Many underlying concerns raised by DOD around the regulatory burden and the high costs for small businesses were well known. They have been raised since CMMC got its start over eight years ago.
“We faced these issues from the outset when CMMC was first discussed in Trump 1.0,” said Alan Chvotkin, formerly general counsel for the Professional Services Council and now an attorney at Protorea Law.
PSC was deeply involved with the early development of CMMC and the ultimate creation of the Cyber AB, a group sanctioned by DOD to create and manage an ecosystem of assessors and third-party assessment organizations.
These organizations were responsible for certifying companies' compliance with CMMC and the NIST standard underlying it.
Officials at Cyber AB did not respond to a request for commen. Officials at PSC declined to comment.
David Berteau, former president and CEO of PSC, expressed frustration with the suspension.
“We are right where we were before we started, which is compliance with the standard through self-assessments,” he said. “In 10 years, we haven't made any progress.”
Berteau has also written a commentary for us about the suspension and perhaps where things should head next that you can read here.
Several sources emphasized that while this is yet another pause, this does not mean that CMMC itself is dead.
“DOD contractors and subcontractors still have to be compliant with NIST 800-171 if they're handling [controlled unclassified information]," Sayegh said. “They still have to have an SPRS score that they have to submit.”
Sayegh said that if information companies submit to the Supplier Performance Risk System turns out to be incorrect or false, there can be consequences.
In June, the Justice Department reached a settlement with Logzone to resolve allegations that the company submitted a nearly perfect score on its self-assessment. A DOD audit found that score to be wildly inaccurate and Logzone had to pay roughly $500,000.
Companies still need to build the internal compliance systems and go through the self-assessments, but right now it stops short of the third-party assessors.
“Compliance requirements still exist. They haven't been waived,” Chvotkin said.
“You still have to be able to stand the scrutiny of an audit in case the government decides to audit you,” Sayegh said.
The main driver of the suspension appears to be the cost associated with the third-party assessments and the burden that puts on small businesses.
Small Business Administrator Kelly Loeffler released a statement praising DOD for suspending the program. SBA and DOD have been discussing the cost burden for several months.
“Working closely with the Department of War, the Trump SBA has heard directly from mission‑critical small businesses that CMMC compliance was becoming an untenable barrier pushing them out of the Defense Industrial Base, even though these firms are the backbone of national security,” Loeffler said in her statement.
SBA estimates that the cost of a third-party assessment can reach $600,000.
Those costs and administrative burdens were well known in the early days of CMMC.
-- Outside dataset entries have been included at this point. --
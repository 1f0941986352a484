//! Plain-text templates and placeholder substitution
//!
//! Template parsing into plain text is an external concern; this module
//! consumes the result. Structural validation happens at discovery time:
//! a file that cannot be read as UTF-8 text, or is empty, fails its
//! campaign. Rendering replaces `{{fieldName}}` tokens with recipient
//! fields; an unresolved placeholder is left as literal text and reported
//! so validation output can flag it.

use std::path::Path;

use herald_common::Recipient;
use serde::{Deserialize, Serialize};

use crate::error::{CatalogError, Result};

/// A loaded, structurally valid template body.
#[derive(Debug, Clone, Serialize, Deserialize)]
pub struct Template {
    pub name: String,
    pub body: String,
}

/// The result of substituting one recipient into a template.
#[derive(Debug, Clone)]
pub struct Rendered {
    pub body: String,
    /// Placeholder names that had no matching recipient field and were left
    /// in the output verbatim.
    pub unresolved: Vec<String>,
}

impl Template {
    /// Load and structurally validate a template file.
    ///
    /// # Errors
    ///
    /// Returns [`CatalogError::TemplateInvalid`] when the file cannot be
    /// read as UTF-8 text or contains no content.
    pub fn load(path: &Path) -> Result<Self> {
        let body = std::fs::read_to_string(path).map_err(|e| CatalogError::TemplateInvalid {
            path: path.to_path_buf(),
            detail: e.to_string(),
        })?;

        if body.trim().is_empty() {
            return Err(CatalogError::TemplateInvalid {
                path: path.to_path_buf(),
                detail: "template is empty".to_string(),
            });
        }

        let name = path
            .file_stem()
            .map_or_else(String::new, |stem| stem.to_string_lossy().to_string());

        Ok(Self { name, body })
    }

    /// Substitute `{{fieldName}}` placeholders with the recipient's fields.
    #[must_use]
    pub fn render(&self, recipient: &Recipient) -> Rendered {
        substitute(&self.body, recipient)
    }
}

/// Substitute `{{fieldName}}` placeholders in any string — template bodies
/// and subject lines alike.
#[must_use]
pub fn substitute(input: &str, recipient: &Recipient) -> Rendered {
    let mut body = String::with_capacity(input.len());
    let mut unresolved = Vec::new();
    let mut rest = input;

    while let Some(open) = rest.find("{{") {
        body.push_str(&rest[..open]);
        let after_open = &rest[open + 2..];

        let Some(close) = after_open.find("}}") else {
            // Unterminated braces: keep the remainder verbatim.
            body.push_str(&rest[open..]);
            rest = "";
            break;
        };

        let field = after_open[..close].trim();
        match recipient.field(field) {
            Some(value) => body.push_str(value),
            None => {
                body.push_str(&rest[open..open + 2 + close + 2]);
                if !unresolved.contains(&field.to_string()) {
                    unresolved.push(field.to_string());
                }
            }
        }

        rest = &after_open[close + 2..];
    }
    body.push_str(rest);

    Rendered { body, unresolved }
}

#[cfg(test)]
#[allow(clippy::unwrap_used, clippy::expect_used)]
mod tests {
    use herald_common::EmailAddress;

    use super::*;

    fn recipient() -> Recipient {
        let mut r = Recipient::new(EmailAddress::parse("avery@example.org").unwrap());
        r.display_name = Some("Avery".to_string());
        r.extras.insert("role".to_string(), "Director".to_string());
        r
    }

    fn template(body: &str) -> Template {
        Template {
            name: "test".to_string(),
            body: body.to_string(),
        }
    }

    #[test]
    fn test_render_substitutes_fields() {
        let rendered = template("Dear {{name}} ({{role}}) at {{email}}").render(&recipient());
        assert_eq!(rendered.body, "Dear Avery (Director) at avery@example.org");
        assert!(rendered.unresolved.is_empty());
    }

    #[test]
    fn test_unresolved_placeholder_left_literal_and_flagged() {
        let rendered = template("Hello {{name}}, from {{branch}}").render(&recipient());
        assert_eq!(rendered.body, "Hello Avery, from {{branch}}");
        assert_eq!(rendered.unresolved, vec!["branch".to_string()]);
    }

    #[test]
    fn test_repeated_unresolved_reported_once() {
        let rendered = template("{{branch}} and {{branch}}").render(&recipient());
        assert_eq!(rendered.unresolved.len(), 1);
    }

    #[test]
    fn test_unterminated_braces_kept_verbatim() {
        let rendered = template("Hello {{name").render(&recipient());
        assert_eq!(rendered.body, "Hello {{name");
        assert!(rendered.unresolved.is_empty());
    }

    #[test]
    fn test_load_rejects_empty_file() {
        let dir = tempfile::tempdir().unwrap();
        let path = dir.path().join("empty.txt");
        std::fs::write(&path, "   \n  ").unwrap();

        assert!(matches!(
            Template::load(&path),
            Err(CatalogError::TemplateInvalid { .. })
        ));
    }

    #[test]
    fn test_load_rejects_non_utf8() {
        let dir = tempfile::tempdir().unwrap();
        let path = dir.path().join("binary.txt");
        std::fs::write(&path, [0xff, 0xfe, 0x00, 0x80]).unwrap();

        assert!(matches!(
            Template::load(&path),
            Err(CatalogError::TemplateInvalid { .. })
        ));
    }

    #[test]
    fn test_load_reads_template() {
        let dir = tempfile::tempdir().unwrap();
        let path = dir.path().join("welcome.txt");
        std::fs::write(&path, "Hello {{name}}").unwrap();

        let loaded = Template::load(&path).unwrap();
        assert_eq!(loaded.name, "welcome");
        assert_eq!(loaded.body, "Hello {{name}}");
    }
}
“There was no doubt about the burden,” Chvotkin said. “But [DOD] weighed that and concluded that cyber protection was more important than those burdens. Now I think maybe the math is flipping.”
For proponents of CMMC and third-party assessments, DOD’s RFI and the desire to collect more feedback is a hopeful sign. Comments on the RFI are due Aug. 15.
“I hope they get a wide range of industry input,” one industry source said. “They need to listen to all segments of industry and get the full picture, and not just listen to the loudest voices in the room.”